- [Task details] Search the records below for the string "writer" and copy each line where it turns up.

- [Records provided]
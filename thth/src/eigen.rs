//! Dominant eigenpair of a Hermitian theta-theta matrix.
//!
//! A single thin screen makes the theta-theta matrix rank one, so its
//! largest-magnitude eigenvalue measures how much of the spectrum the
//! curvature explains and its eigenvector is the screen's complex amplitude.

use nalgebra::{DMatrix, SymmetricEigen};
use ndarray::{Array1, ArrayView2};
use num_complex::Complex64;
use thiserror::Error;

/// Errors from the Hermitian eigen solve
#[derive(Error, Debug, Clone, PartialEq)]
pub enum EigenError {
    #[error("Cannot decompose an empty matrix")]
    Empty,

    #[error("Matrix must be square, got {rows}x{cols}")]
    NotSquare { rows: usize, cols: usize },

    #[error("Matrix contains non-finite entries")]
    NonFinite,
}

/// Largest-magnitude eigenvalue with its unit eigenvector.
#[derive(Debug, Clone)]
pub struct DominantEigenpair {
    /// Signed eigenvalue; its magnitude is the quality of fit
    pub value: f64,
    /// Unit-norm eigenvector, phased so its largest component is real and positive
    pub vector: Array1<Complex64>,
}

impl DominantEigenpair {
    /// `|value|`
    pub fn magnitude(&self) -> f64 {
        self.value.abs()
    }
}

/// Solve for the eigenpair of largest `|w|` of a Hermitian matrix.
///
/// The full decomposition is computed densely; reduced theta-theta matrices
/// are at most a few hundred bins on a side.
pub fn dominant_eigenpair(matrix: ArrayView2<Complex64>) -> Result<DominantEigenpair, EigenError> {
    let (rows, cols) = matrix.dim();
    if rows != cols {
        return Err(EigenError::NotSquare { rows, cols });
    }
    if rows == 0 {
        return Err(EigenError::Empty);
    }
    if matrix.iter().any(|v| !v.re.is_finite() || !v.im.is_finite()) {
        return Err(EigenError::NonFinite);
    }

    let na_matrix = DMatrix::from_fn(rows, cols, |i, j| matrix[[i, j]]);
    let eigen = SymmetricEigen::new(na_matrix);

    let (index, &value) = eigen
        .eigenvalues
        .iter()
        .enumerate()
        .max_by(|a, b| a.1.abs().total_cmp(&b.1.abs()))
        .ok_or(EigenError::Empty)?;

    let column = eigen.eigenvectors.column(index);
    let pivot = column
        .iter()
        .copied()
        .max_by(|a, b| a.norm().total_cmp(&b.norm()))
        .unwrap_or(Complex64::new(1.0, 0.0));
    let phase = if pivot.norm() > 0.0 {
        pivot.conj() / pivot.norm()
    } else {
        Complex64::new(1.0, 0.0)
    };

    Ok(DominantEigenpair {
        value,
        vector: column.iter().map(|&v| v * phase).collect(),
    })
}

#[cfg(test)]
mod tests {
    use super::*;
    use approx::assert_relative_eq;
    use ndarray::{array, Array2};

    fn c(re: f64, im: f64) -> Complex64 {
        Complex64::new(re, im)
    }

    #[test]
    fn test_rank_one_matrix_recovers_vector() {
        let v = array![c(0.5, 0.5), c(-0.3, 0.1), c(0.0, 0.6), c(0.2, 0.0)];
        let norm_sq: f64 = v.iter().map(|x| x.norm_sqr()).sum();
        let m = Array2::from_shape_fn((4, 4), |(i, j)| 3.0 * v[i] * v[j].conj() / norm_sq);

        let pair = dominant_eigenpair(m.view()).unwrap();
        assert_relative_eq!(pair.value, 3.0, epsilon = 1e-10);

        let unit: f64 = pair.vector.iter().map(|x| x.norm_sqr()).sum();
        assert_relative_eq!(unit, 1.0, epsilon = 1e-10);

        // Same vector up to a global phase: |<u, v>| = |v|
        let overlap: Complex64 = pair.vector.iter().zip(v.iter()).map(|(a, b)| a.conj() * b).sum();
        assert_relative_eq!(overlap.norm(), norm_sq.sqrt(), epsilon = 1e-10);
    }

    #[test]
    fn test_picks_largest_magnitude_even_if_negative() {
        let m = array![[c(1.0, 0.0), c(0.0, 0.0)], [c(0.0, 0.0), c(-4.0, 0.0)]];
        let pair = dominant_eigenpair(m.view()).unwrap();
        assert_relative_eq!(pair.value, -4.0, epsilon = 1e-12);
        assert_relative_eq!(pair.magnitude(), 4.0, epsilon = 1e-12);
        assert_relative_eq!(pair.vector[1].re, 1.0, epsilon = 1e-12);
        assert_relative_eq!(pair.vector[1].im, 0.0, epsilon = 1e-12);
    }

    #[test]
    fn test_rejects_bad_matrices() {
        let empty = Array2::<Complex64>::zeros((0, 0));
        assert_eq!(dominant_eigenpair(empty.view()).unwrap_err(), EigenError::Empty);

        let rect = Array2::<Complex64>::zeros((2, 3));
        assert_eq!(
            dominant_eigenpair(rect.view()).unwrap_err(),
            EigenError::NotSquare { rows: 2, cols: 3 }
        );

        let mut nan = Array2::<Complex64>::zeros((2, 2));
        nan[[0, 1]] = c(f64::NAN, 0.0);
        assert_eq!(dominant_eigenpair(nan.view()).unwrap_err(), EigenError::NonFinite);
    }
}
--
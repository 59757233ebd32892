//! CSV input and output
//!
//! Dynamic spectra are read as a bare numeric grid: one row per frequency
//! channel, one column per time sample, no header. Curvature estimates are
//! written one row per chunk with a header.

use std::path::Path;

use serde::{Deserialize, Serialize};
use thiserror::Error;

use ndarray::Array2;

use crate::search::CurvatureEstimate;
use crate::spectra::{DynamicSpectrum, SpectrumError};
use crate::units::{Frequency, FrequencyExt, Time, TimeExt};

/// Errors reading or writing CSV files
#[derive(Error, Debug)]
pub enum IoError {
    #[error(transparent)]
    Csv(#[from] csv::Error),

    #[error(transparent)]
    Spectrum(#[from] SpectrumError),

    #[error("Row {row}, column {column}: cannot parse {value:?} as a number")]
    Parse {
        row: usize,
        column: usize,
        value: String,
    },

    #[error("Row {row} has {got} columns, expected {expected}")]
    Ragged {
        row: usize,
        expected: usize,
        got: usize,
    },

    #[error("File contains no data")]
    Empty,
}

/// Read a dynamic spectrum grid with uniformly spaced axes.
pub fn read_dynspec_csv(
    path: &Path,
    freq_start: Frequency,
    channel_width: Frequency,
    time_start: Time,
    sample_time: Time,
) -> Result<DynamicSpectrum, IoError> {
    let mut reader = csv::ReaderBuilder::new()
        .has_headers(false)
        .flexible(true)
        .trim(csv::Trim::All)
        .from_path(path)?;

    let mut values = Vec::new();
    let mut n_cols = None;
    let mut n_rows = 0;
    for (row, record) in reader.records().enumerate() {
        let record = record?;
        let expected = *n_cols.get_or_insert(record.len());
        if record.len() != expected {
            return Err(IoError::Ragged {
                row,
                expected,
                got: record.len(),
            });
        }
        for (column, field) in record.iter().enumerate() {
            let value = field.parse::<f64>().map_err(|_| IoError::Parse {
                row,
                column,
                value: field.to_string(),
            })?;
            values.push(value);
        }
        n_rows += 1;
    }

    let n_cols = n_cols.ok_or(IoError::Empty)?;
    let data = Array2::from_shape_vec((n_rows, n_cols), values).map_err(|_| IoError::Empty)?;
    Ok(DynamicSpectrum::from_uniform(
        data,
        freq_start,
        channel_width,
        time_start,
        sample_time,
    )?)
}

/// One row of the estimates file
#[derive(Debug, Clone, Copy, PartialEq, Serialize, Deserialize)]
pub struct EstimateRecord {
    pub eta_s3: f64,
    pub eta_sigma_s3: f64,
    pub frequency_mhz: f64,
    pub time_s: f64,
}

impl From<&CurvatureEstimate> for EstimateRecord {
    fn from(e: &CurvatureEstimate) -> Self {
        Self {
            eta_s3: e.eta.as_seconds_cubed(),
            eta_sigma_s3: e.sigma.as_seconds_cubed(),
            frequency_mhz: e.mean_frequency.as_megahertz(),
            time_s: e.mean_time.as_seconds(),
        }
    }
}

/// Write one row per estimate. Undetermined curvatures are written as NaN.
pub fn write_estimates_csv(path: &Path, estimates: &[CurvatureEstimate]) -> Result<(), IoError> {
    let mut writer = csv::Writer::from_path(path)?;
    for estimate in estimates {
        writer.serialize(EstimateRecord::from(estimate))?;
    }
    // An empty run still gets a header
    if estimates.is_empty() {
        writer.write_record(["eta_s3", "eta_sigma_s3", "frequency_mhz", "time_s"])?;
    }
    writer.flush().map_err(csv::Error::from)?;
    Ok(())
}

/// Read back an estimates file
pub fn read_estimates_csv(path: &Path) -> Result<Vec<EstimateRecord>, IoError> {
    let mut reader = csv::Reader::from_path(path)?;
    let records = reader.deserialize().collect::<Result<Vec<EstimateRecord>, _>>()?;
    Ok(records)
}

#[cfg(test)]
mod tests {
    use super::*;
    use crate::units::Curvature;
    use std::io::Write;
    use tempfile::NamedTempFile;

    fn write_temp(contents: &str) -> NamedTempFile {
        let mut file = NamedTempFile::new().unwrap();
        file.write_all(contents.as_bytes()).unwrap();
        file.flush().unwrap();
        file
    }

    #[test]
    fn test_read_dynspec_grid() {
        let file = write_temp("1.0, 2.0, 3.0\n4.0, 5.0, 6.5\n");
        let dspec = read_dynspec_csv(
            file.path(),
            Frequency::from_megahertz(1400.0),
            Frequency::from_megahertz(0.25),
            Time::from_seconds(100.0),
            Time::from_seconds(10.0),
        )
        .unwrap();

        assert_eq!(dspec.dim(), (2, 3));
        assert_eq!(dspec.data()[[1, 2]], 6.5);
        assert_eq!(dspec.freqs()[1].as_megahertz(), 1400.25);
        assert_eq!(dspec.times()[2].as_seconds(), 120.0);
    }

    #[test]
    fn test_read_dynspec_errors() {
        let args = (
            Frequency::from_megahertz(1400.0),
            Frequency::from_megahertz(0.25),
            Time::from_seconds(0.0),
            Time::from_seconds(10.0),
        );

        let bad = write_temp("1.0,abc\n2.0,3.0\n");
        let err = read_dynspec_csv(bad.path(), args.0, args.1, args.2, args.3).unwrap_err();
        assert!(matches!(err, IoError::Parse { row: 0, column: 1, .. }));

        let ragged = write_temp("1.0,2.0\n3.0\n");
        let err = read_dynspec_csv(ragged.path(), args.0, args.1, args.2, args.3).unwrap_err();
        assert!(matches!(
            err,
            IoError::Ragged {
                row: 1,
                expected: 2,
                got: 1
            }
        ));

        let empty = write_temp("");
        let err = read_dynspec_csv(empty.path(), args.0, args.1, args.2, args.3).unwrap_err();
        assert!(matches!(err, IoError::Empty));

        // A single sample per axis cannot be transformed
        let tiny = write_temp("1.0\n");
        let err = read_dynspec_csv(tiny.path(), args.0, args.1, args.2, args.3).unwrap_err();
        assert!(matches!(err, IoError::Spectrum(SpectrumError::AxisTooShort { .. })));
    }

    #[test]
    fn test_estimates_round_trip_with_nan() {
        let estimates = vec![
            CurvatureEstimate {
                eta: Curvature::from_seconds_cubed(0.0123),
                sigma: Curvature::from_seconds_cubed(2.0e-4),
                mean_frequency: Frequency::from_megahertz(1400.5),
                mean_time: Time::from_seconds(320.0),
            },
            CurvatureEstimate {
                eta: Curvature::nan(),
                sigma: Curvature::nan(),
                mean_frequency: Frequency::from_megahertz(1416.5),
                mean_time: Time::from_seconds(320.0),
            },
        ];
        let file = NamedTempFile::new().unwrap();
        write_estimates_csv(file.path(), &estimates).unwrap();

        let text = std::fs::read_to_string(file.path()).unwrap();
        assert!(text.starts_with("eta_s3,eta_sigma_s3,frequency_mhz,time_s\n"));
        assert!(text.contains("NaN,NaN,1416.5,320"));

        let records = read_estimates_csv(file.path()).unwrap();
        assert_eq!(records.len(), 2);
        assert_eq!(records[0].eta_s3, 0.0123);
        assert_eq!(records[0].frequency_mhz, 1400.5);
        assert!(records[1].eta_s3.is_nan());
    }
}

- [The completed task]
    let mut writer = csv::Writer::from_path(path)?;
        writer.serialize(EstimateRecord::from(estimate))?;
        writer.write_record(["eta_s3", "eta_sigma_s3", "frequency_mhz", "time_s"])?;
    writer.flush().map_err(csv::Error::from)?;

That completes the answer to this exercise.